The input:
☆ ☆ ☆ ☆ ☆

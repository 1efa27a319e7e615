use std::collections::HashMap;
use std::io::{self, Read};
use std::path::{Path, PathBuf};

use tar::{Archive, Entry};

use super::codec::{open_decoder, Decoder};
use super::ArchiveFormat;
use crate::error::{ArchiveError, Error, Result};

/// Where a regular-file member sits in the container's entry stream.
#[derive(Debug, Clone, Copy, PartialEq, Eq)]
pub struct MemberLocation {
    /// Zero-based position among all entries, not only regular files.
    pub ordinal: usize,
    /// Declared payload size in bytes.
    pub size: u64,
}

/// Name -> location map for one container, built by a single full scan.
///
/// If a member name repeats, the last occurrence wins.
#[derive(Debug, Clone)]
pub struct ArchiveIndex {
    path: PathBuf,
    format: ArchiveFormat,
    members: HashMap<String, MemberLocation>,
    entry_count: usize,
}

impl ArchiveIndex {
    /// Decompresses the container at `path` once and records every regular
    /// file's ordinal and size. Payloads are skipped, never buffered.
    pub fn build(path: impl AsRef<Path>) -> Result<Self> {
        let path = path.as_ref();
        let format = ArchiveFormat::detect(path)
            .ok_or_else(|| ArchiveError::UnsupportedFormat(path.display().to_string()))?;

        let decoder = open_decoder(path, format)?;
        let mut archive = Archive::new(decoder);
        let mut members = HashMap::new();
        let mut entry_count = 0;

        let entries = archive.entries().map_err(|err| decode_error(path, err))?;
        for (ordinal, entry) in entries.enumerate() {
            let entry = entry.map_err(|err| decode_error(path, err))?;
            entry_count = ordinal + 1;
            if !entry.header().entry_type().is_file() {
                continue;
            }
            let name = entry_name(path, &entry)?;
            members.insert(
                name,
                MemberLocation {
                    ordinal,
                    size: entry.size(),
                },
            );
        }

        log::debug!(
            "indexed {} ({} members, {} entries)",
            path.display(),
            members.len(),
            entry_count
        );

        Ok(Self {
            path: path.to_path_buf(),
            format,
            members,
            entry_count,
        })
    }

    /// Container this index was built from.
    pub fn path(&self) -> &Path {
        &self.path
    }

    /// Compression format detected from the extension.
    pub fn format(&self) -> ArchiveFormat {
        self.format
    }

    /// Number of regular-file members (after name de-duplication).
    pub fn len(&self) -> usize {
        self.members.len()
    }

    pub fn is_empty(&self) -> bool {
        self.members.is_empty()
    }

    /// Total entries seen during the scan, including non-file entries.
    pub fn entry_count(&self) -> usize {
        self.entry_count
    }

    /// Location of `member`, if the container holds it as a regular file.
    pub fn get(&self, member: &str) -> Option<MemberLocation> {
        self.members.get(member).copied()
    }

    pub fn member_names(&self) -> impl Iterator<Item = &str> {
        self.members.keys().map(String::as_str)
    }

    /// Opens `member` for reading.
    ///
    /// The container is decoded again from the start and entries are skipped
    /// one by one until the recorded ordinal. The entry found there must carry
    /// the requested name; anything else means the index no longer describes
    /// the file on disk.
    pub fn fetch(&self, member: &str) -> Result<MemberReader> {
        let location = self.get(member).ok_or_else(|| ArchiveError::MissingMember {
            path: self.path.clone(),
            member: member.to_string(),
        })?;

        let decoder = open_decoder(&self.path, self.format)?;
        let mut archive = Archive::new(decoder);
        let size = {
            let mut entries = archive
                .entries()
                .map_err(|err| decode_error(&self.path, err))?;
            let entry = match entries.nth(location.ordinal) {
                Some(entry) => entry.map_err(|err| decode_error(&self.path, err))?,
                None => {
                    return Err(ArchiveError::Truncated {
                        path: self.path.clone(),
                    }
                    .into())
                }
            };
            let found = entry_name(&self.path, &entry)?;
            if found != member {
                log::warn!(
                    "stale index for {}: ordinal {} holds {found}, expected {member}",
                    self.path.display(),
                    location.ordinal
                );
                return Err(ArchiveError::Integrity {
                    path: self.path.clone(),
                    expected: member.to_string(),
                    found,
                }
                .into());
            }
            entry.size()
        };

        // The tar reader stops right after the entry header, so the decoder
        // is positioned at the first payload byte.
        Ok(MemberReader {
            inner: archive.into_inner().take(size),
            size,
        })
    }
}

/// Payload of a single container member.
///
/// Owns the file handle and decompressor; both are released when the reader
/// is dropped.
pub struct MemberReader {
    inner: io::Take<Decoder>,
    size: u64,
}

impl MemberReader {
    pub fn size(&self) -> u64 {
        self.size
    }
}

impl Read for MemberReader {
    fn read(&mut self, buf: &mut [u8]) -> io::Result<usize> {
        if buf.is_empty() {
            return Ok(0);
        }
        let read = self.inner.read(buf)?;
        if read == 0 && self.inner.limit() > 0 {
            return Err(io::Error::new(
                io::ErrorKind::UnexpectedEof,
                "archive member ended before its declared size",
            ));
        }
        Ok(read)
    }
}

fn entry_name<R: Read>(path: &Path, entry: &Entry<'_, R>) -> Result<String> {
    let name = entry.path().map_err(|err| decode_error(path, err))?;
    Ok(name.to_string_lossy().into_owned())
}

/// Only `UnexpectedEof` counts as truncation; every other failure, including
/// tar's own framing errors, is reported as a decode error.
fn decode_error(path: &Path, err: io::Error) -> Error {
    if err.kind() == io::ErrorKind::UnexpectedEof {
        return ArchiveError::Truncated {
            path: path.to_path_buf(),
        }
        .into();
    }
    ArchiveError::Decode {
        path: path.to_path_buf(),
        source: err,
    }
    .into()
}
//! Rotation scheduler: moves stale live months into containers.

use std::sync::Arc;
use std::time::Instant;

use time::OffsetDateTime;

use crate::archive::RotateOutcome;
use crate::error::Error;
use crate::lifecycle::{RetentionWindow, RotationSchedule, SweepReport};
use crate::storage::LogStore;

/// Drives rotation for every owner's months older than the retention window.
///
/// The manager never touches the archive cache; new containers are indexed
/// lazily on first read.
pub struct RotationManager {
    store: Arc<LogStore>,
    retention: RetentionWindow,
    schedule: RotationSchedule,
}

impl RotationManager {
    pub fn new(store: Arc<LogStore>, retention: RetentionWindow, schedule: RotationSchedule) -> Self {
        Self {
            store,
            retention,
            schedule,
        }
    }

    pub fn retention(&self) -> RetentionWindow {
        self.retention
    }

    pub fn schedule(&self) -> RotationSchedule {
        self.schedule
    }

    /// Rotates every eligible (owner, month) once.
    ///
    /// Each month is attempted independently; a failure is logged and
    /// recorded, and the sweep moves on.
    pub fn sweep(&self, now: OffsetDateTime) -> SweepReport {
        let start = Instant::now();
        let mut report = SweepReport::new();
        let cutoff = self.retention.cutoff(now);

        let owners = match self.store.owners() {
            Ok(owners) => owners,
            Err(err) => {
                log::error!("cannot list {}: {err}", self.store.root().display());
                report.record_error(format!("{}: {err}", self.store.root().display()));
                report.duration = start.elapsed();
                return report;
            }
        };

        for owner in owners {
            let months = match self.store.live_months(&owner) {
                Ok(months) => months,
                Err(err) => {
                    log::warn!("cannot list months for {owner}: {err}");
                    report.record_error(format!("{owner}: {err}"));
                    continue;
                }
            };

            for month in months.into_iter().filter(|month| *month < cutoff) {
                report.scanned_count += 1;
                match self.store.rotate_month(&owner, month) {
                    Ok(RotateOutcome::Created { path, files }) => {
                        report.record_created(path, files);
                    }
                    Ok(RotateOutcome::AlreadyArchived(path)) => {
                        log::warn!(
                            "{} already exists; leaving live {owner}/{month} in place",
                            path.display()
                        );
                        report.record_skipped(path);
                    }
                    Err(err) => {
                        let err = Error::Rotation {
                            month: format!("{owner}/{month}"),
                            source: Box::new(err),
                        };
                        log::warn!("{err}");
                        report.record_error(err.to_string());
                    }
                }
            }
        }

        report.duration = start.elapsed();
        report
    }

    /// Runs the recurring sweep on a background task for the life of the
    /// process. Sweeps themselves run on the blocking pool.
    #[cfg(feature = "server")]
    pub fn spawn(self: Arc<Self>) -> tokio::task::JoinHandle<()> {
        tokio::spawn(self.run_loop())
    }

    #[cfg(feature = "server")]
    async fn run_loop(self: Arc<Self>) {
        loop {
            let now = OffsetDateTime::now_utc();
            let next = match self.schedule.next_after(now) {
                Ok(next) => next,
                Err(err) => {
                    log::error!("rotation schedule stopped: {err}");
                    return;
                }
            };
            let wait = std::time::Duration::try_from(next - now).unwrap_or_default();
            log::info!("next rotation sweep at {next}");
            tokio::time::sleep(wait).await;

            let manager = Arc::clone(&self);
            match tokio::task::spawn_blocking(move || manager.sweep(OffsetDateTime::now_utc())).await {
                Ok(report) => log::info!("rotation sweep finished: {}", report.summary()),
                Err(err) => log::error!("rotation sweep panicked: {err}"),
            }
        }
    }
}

☆ ☆ ☆ ☆ ☆

Work to be completed:
Copy exactly the opening line of the material, the line bearing "let decoder = open_decoder(path, format)?;", and every line between them. Include nothing else.

Exercise response:
repository 1efa27a319e7e615
use std::collections::HashMap;
use std::io::{self, Read};
use std::path::{Path, PathBuf};

use tar::{Archive, Entry};

use super::codec::{open_decoder, Decoder};
use super::ArchiveFormat;
use crate::error::{ArchiveError, Error, Result};

/// Where a regular-file member sits in the container's entry stream.
#[derive(Debug, Clone, Copy, PartialEq, Eq)]
pub struct MemberLocation {
    /// Zero-based position among all entries, not only regular files.
    pub ordinal: usize,
    /// Declared payload size in bytes.
    pub size: u64,
}

/// Name -> location map for one container, built by a single full scan.
///
/// If a member name repeats, the last occurrence wins.
#[derive(Debug, Clone)]
pub struct ArchiveIndex {
    path: PathBuf,
    format: ArchiveFormat,
    members: HashMap<String, MemberLocation>,
    entry_count: usize,
}

impl ArchiveIndex {
    /// Decompresses the container at `path` once and records every regular
    /// file's ordinal and size. Payloads are skipped, never buffered.
    pub fn build(path: impl AsRef<Path>) -> Result<Self> {
        let path = path.as_ref();
        let format = ArchiveFormat::detect(path)
            .ok_or_else(|| ArchiveError::UnsupportedFormat(path.display().to_string()))?;

        let decoder = open_decoder(path, format)?;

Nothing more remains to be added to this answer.